In another example of how data analysis can yield actionable insights, Althoff and his colleagues also embarked on the largest-ever quantitative study of mental health counseling conducted via text messaging in an effort to identify the characteristics of successful counseling conversations. Applying techniques from natural language processing such as sequence-based conversation models, language model comparisons, message clustering, and word frequency analyses, the researchers sought to identify the conversational strategies associated with positive outcomes. They discovered a set of factors that were common among the most successful counselor-client interactions, including a counselor’s adaptability to the direction of the conversation; the extent to which they tailored their responses to the individual while using creative and personalized, rather than generic, language; and the ability to focus quickly on the core issue in order to move toward collaboratively solving the problem while facilitating a positive perspective change on the part of their client. The project represented the first time that researchers had connected large-scale data with labeled conversation outcomes to reveal the most effective conversational strategies in mental health counseling.

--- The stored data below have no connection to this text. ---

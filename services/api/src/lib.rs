mod cli;
mod demo;
mod infra;
mod routes;
mod server;

use homeshare::error::AppError;

pub async fn run() -> Result<(), AppError> {
    cli::run().await
}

Guestrin and his then-colleagues at Carnegie Mellon University originally presented their paper on network outbreak detection at KDD 2007. Their work addressed the problem of how to optimize the placement of sensors or nodes to facilitate rapid detection of an outbreak or “information cascade” that initiates from a single node and spreads across the network — a question of both theoretical and practical significance. A network, in this case, could be physical, as in a water distribution system, or virtual, as in a social network or the blogosphere; an outbreak might consist of the spread of a physical contaminant within the system, or the viral spread of information online. The team presented a new algorithm, Cost-Effective Lazy Forward selection (CELF), that determines the near-optimal placement of sensors to detect such outbreaks, whether physical or virtual, by exploiting the principle of submodularity — the quality of exhibiting diminishing returns.
The central idea, drawing upon one of the paper’s real-world examples, is that the consumption of a blog post (placing of a sensor) yields more new information after having read only a few other blog posts than it does after having read many posts. The goal was to efficiently achieve a solution that minimizes cost — in the aforementioned instance, minimizing the time it takes to read multiple blog posts before detecting when a piece of information has gone viral. In another potential use case cited in the paper, the same algorithm could be used to speed the detection of a contaminant in the water supply before it reaches the broader population. Using this approach, the researchers were able to determine the near-optimal placement of sensors that enabled them to detect network outbreaks roughly 700 times faster than using a simple greedy algorithm. They also demonstrated that CELF could achieve speed-ups and storage savings of several orders of magnitude at scale. Last but not least, the team showed that the same methodology could be applied to the study of complex, application-specific questions around multicriteria tradeoff, cost-sensitivity analyses, and generalization behavior.
Guestrin’s co-authors on the paper include then-Ph.D. students Jure Leskovec, now a faculty member at Stanford University, and Andreas Krause, now a faculty member at ETH Zurich; CMU professors Christos Faloutsos and Jeanne VanBriesen; and Natalie Glance, former Senior Research Scientist at Nielsen BuzzMetrics and present Vice President of Engineering at DuoLingo.
Congratulations to Tim and to Carlos and his colleagues on their outstanding achievements!